Each hemolymph sample was used to estimate an individual’s PO and LY activity. To measure PO activity, 5 μL of PBS-haemolymph sample was placed onto a 96-well plate. Then, 14 μL of bovine pancreas alpha-chymotrypsin (1.3 mg mL−1; Sigma-Aldrich, MO, USA) was added using a multichannel pipette and incubated in a plate at 24 ± 1 °C in dark for 20 min. After incubation, 90 μL of 7 mM L-DOPA (Sigma-Aldrich, MO, USA) was added and the samples were placed immediately into a micro-plate reader (Multiscan™ FC Microplate Photometer, Thermo-Scientific, MA, USA). Enzyme activity was measured as optical density (OD) at 490 nm every 20 min for a total of 60 min. To estimate lytic activity, 14 μL of the PBS-haemolymph sample was placed onto a 96-well plate. I then added 90 μL of Micrococcus lysodeikticus solution (0.003 g 1 mL−1 PBS), placed the plate into a microplate reader and measured changes in OD at 450 nm every 20 min for a total of 60 min. On each plate, I included PO and LY reagent controls, which consisted of the reagents minus the hemolymph. Both PO and LY activities were estimated as the difference between the final and initial OD. To avoid any possible confusion in the interpretation of the results, lytic activity (ΔA450) was rendered positive by taking the absolute value of estimates.
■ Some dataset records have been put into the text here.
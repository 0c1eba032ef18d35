use std::sync::atomic::{AtomicBool, Ordering};
use std::sync::{Arc, Mutex};
use std::thread::{self, JoinHandle};

use tokio::sync::{broadcast, watch};
use tracing::{debug, info, warn};

use crate::error::{EventError, EventResult};

/// Callback invoked on the subscriber thread for every received message.
pub type MessageHandler = Box<dyn Fn(&str) + Send + Sync>;

/// A broadcast text channel shared by every node.
///
/// Delivery is asynchronous and at-least-once; a node receives its own
/// publications too.
pub trait PubSub: Send + Sync {
    fn publish(&self, message: &str) -> EventResult<()>;

    /// Start delivering messages to `handler` on a dedicated thread.
    fn subscribe(&self, handler: MessageHandler) -> EventResult<()>;

    /// Stop delivery and release the subscriber thread. Idempotent.
    fn shutdown(&self);
}

/// Default capacity of the in-process hub.
pub const DEFAULT_CHANNEL_CAPACITY: usize = 1024;

/// In-process pub/sub hub, standing in for an external broker.
///
/// Every [`MemoryPubSub`] connected to the same channel sees every message
/// published by any of them.
#[derive(Clone)]
pub struct MemoryChannel {
    name: Arc<str>,
    sender: broadcast::Sender<Arc<str>>,
}

impl MemoryChannel {
    pub fn new(name: impl Into<String>) -> Self {
        Self::with_capacity(name, DEFAULT_CHANNEL_CAPACITY)
    }

    pub fn with_capacity(name: impl Into<String>, capacity: usize) -> Self {
        let (sender, _) = broadcast::channel(capacity.max(1));
        let name: String = name.into();
        Self {
            name: name.into(),
            sender,
        }
    }

    pub fn name(&self) -> &str {
        &self.name
    }

    /// A new endpoint on this channel.
    pub fn connect(&self) -> MemoryPubSub {
        MemoryPubSub {
            channel: self.name.clone(),
            sender: self.sender.clone(),
            closed: AtomicBool::new(false),
            subscribers: Mutex::new(Vec::new()),
        }
    }
}

impl std::fmt::Debug for MemoryChannel {
    fn fmt(&self, f: &mut std::fmt::Formatter<'_>) -> std::fmt::Result {
        f.debug_struct("MemoryChannel")
            .field("name", &self.name)
            .field("receivers", &self.sender.receiver_count())
            .finish()
    }
}

struct SubscriberThread {
    stop: watch::Sender<bool>,
    handle: JoinHandle<()>,
}

/// One node's endpoint on a [`MemoryChannel`].
pub struct MemoryPubSub {
    channel: Arc<str>,
    sender: broadcast::Sender<Arc<str>>,
    closed: AtomicBool,
    subscribers: Mutex<Vec<SubscriberThread>>,
}

impl PubSub for MemoryPubSub {
    fn publish(&self, message: &str) -> EventResult<()> {
        if self.closed.load(Ordering::Acquire) {
            return Err(EventError::Publish(format!(
                "endpoint on {} is shut down",
                self.channel
            )));
        }
        // No receivers is not a failure: nobody is listening yet.
        let delivered = self.sender.send(Arc::from(message)).unwrap_or(0);
        debug!(channel = %self.channel, receivers = delivered, "message published");
        Ok(())
    }

    fn subscribe(&self, handler: MessageHandler) -> EventResult<()> {
        if self.closed.load(Ordering::Acquire) {
            return Err(EventError::Subscribe(format!(
                "endpoint on {} is shut down",
                self.channel
            )));
        }

        // Receiver is created before the thread starts so nothing published
        // after this call returns can be missed.
        let mut rx = self.sender.subscribe();
        let (stop, mut stop_rx) = watch::channel(false);
        let runtime = tokio::runtime::Builder::new_current_thread()
            .enable_all()
            .build()
            .map_err(|e| EventError::Subscribe(e.to_string()))?;
        let channel = self.channel.clone();

        let handle = thread::Builder::new()
            .name("tally-pubsub-subscriber".into())
            .spawn(move || {
                info!(channel = %channel, "subscriber started");
                let name = channel.clone();
                runtime.block_on(async move {
                    loop {
                        tokio::select! {
                            _ = stop_rx.changed() => break,
                            received = rx.recv() => match received {
                                Ok(message) => handler(&*message),
                                Err(broadcast::error::RecvError::Lagged(skipped)) => {
                                    warn!(channel = %name, skipped, "subscriber lagged, messages dropped");
                                }
                                Err(broadcast::error::RecvError::Closed) => break,
                            },
                        }
                    }
                });
                info!(channel = %channel, "subscriber stopped");
            })
            .map_err(|e| EventError::Subscribe(e.to_string()))?;

        self.subscribers
            .lock()
            .expect("lock poisoned")
            .push(SubscriberThread { stop, handle });
        Ok(())
    }

    fn shutdown(&self) {
        self.closed.store(true, Ordering::Release);
        let threads: Vec<SubscriberThread> =
            std::mem::take(&mut *self.subscribers.lock().expect("lock poisoned"));
        for sub in threads {
            let _ = sub.stop.send(true);
            // A handler that shuts down its own endpoint must not join itself.
            if sub.handle.thread().id() != thread::current().id() {
                let _ = sub.handle.join();
            }
        }
    }
}

impl Drop for MemoryPubSub {
    fn drop(&mut self) {
        self.shutdown();
    }
}

#[cfg(test)]
mod tests {
    use super::*;
    use std::sync::mpsc;
    use std::time::Duration;

    const WAIT: Duration = Duration::from_secs(5);

    #[test]
    fn every_endpoint_receives() {
        let channel = MemoryChannel::new("test");
        let a = channel.connect();
        let b = channel.connect();

        let (tx_a, rx_a) = mpsc::channel();
        let (tx_b, rx_b) = mpsc::channel();
        a.subscribe(Box::new(move |m| tx_a.send(m.to_string()).unwrap())).unwrap();
        b.subscribe(Box::new(move |m| tx_b.send(m.to_string()).unwrap())).unwrap();

        a.publish("hello").unwrap();
        assert_eq!(rx_a.recv_timeout(WAIT).unwrap(), "hello");
        assert_eq!(rx_b.recv_timeout(WAIT).unwrap(), "hello");
    }

    #[test]
    fn preserves_publish_order() {
        let channel = MemoryChannel::new("order");
        let a = channel.connect();
        let (tx, rx) = mpsc::channel();
        a.subscribe(Box::new(move |m| tx.send(m.to_string()).unwrap())).unwrap();
        for i in 0..20 {
            a.publish(&i.to_string()).unwrap();
        }
        let got: Vec<String> = (0..20).map(|_| rx.recv_timeout(WAIT).unwrap()).collect();
        let expected: Vec<String> = (0..20).map(|i: i32| i.to_string()).collect();
        assert_eq!(got, expected);
    }

    #[test]
    fn publish_without_subscribers_succeeds() {
        let channel = MemoryChannel::new("quiet");
        assert!(channel.connect().publish("nobody home").is_ok());
    }

    #[test]
    fn shutdown_stops_delivery_and_publishing() {
        let channel = MemoryChannel::new("stop");
        let a = channel.connect();
        let b = channel.connect();
        let (tx, rx) = mpsc::channel();
        a.subscribe(Box::new(move |m| tx.send(m.to_string()).unwrap())).unwrap();

        a.shutdown();
        a.shutdown();
        assert!(matches!(a.publish("x"), Err(EventError::Publish(_))));
        assert!(a.subscribe(Box::new(|_| {})).is_err());

        b.publish("after").unwrap();
        assert!(rx.recv_timeout(Duration::from_millis(200)).is_err());
    }
}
These procedures are similar to those used in other studies (Fedorka et al. 2004, 2013; Fedorka and Sevgili 2014) and they were tested for two bush-crickets by Sevgili (2016).
Immediately after hemolymph removal, bush-crickets were implanted with a single sterile nylon monofilament fishing line (3 mm in length and 0.25 mm in diameter). The monofilament was inserted until it was completely inside the bush-cricket’s abdominal cavity. After 36 h, implants were dissected out of the bush-crickets (after being killed with CO2) and they were photographed using Dino-Lite (Pro AM411 1 T 1.3 MP Digital Microscope). All photos were captured in a closed area where the same amount of light is provided. Encapsulation response was measured as the degree of darkness in each monofilament using an image analysis software (National Institutes of Health, http://rsb.info.nih.gov/nih-image). Both wings were removed in males, and again using Dino-Lite. Wings of males with stridulatory file and hind femur of both sexes were photographed. The degree of cuticular darkness of wings and hind femurs were measured as the mean greyscale value of pixel darkness (16 bit). Hind femur length of both sexes and length of the stridulatory file in males were measured using ImageJ software. When analyzing the implants and cuticle using ImageJ, raw measurement was completed by subtracting each ImageJ measurement from the value of 255. This step allows that melanization scores range from 0 to 255 (0: completely white and 255: completely dark).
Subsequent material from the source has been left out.